## [To do]
Determine how many lines in the data below contain "edges" and write only that number.

## [Source records]
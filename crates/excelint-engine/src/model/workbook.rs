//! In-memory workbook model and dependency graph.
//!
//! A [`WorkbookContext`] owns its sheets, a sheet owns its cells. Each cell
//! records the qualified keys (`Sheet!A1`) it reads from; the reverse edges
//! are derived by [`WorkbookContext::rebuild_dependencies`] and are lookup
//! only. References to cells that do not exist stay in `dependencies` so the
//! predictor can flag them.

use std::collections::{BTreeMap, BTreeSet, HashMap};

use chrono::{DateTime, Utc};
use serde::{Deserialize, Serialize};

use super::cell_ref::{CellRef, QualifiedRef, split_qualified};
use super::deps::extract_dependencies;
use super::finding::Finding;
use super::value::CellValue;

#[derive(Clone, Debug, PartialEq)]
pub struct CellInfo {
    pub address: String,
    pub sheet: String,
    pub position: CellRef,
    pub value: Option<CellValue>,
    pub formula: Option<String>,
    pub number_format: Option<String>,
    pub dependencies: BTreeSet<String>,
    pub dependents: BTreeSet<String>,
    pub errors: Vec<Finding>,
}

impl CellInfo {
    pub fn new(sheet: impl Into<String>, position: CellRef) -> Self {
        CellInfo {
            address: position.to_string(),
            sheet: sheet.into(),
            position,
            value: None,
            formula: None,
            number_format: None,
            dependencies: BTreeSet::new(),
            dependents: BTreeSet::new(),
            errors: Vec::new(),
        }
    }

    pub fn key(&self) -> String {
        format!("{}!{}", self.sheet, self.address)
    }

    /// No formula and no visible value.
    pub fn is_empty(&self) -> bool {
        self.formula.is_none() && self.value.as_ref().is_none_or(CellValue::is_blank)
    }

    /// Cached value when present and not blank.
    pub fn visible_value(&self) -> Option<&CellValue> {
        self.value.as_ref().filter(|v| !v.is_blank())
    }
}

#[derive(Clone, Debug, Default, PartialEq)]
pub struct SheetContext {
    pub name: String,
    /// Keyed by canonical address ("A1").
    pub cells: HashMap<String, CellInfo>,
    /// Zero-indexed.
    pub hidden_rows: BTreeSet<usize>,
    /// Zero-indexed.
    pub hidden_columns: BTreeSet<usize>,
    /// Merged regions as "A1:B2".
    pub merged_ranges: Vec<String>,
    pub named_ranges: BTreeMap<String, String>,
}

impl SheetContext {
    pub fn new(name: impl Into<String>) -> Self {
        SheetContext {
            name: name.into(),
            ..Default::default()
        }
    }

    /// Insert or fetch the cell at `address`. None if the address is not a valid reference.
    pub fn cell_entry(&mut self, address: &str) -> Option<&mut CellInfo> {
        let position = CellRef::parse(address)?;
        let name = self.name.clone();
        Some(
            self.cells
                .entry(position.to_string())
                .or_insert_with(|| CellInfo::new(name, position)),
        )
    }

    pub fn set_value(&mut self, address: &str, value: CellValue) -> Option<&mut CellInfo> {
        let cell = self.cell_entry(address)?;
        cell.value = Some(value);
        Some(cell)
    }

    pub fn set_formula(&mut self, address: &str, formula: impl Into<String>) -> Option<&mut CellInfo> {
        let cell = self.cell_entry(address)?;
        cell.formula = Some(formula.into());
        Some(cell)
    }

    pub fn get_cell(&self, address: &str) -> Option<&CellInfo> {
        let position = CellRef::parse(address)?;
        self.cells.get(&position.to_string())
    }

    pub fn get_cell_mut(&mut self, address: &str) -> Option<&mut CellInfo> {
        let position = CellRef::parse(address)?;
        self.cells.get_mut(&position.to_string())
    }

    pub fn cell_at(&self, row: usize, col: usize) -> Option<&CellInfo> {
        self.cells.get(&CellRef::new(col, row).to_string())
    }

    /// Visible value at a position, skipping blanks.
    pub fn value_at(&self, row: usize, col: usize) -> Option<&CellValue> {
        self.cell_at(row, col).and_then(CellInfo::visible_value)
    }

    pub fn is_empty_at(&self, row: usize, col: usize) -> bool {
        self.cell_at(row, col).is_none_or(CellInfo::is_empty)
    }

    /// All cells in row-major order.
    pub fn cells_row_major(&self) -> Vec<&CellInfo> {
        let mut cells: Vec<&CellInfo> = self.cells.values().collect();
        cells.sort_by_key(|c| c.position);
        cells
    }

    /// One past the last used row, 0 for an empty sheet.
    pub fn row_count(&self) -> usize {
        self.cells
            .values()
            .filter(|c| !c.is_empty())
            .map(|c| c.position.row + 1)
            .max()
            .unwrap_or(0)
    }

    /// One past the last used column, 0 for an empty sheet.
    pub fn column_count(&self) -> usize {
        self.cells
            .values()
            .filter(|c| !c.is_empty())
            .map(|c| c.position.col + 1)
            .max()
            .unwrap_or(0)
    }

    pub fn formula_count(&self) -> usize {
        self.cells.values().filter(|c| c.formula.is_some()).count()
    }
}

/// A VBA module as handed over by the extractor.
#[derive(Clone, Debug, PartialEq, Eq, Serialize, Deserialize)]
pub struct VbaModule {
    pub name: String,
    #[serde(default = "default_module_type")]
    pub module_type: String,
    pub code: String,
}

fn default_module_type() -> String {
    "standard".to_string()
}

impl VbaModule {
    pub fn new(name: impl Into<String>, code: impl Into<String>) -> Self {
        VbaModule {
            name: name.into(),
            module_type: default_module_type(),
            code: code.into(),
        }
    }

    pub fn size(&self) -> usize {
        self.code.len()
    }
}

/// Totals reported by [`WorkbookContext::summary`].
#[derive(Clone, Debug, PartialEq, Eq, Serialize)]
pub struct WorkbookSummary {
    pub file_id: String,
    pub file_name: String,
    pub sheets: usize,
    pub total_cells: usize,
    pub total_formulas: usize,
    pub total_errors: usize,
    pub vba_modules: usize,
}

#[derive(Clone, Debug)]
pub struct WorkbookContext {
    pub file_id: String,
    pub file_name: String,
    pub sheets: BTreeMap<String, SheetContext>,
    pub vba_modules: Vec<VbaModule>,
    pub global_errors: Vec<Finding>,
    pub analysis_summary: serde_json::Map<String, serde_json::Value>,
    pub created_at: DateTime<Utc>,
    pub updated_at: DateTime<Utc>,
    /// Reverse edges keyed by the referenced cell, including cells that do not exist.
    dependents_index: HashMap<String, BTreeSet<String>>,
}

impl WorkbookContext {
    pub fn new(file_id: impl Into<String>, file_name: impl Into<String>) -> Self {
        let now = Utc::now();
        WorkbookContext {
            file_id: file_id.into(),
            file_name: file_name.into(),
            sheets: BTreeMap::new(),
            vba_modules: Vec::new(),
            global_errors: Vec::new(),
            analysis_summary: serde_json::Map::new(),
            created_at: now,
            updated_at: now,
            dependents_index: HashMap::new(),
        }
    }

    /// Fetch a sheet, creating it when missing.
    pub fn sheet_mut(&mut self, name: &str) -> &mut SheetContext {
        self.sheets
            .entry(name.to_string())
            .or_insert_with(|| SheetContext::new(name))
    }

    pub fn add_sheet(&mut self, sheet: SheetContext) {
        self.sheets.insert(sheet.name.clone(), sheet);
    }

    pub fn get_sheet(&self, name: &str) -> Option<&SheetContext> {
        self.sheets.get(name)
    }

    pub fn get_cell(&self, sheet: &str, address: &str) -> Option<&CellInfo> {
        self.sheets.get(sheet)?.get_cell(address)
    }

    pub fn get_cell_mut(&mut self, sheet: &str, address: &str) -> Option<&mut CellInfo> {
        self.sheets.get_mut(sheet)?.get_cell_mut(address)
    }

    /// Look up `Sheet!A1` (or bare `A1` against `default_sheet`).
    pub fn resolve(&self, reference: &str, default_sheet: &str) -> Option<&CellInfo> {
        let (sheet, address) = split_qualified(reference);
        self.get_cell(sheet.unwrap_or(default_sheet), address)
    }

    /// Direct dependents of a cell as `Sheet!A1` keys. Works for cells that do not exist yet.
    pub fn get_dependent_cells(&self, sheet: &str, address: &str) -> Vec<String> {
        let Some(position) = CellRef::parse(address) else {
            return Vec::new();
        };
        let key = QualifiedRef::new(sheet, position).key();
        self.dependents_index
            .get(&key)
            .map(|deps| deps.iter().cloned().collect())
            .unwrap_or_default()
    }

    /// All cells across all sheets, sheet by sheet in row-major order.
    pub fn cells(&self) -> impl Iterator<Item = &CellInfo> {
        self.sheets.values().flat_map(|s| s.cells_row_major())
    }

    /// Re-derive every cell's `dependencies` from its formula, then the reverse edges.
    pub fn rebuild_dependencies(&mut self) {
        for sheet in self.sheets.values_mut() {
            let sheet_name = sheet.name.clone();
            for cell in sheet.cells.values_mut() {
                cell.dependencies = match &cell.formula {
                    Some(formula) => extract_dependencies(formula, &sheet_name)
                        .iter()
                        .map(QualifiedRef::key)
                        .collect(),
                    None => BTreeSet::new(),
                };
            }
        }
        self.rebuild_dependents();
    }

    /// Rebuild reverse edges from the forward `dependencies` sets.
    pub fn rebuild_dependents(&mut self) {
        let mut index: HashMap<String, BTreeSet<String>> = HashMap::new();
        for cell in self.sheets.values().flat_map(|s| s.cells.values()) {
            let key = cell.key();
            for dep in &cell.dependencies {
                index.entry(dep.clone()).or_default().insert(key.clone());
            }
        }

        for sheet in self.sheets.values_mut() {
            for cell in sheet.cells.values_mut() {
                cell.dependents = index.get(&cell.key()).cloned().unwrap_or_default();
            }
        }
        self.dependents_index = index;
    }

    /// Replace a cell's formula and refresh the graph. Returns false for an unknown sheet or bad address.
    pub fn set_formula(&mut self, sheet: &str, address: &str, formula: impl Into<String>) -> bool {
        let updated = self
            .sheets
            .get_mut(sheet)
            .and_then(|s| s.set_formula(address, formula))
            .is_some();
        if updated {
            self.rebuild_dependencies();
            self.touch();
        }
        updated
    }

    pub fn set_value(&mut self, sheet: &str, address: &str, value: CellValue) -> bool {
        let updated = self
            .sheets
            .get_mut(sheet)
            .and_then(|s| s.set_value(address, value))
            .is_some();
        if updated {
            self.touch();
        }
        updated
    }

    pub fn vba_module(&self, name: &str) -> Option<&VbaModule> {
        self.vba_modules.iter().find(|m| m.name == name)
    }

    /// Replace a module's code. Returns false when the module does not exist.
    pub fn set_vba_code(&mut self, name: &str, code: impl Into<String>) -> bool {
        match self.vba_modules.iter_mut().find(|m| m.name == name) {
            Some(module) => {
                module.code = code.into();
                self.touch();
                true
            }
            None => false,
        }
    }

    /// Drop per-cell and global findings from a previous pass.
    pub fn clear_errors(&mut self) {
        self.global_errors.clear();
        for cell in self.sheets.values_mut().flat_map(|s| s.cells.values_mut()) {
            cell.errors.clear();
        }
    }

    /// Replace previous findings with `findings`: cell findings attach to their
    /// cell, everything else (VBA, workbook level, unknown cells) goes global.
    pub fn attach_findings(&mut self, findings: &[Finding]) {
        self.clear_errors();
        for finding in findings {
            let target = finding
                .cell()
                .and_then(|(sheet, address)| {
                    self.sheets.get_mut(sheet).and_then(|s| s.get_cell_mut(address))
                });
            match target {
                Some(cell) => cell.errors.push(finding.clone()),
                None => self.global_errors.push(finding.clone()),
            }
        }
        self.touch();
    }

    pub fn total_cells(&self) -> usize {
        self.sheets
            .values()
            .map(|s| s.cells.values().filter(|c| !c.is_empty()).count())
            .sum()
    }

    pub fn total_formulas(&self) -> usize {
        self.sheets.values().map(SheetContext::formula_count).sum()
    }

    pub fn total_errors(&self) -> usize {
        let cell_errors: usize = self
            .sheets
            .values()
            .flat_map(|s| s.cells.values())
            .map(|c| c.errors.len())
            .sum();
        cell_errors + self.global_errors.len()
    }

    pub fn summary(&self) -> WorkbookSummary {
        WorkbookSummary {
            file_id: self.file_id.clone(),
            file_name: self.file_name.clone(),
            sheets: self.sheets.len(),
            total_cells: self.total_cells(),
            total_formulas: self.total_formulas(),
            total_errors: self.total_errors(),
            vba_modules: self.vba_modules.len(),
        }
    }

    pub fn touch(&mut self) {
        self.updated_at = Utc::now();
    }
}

## [Solution for this task]
4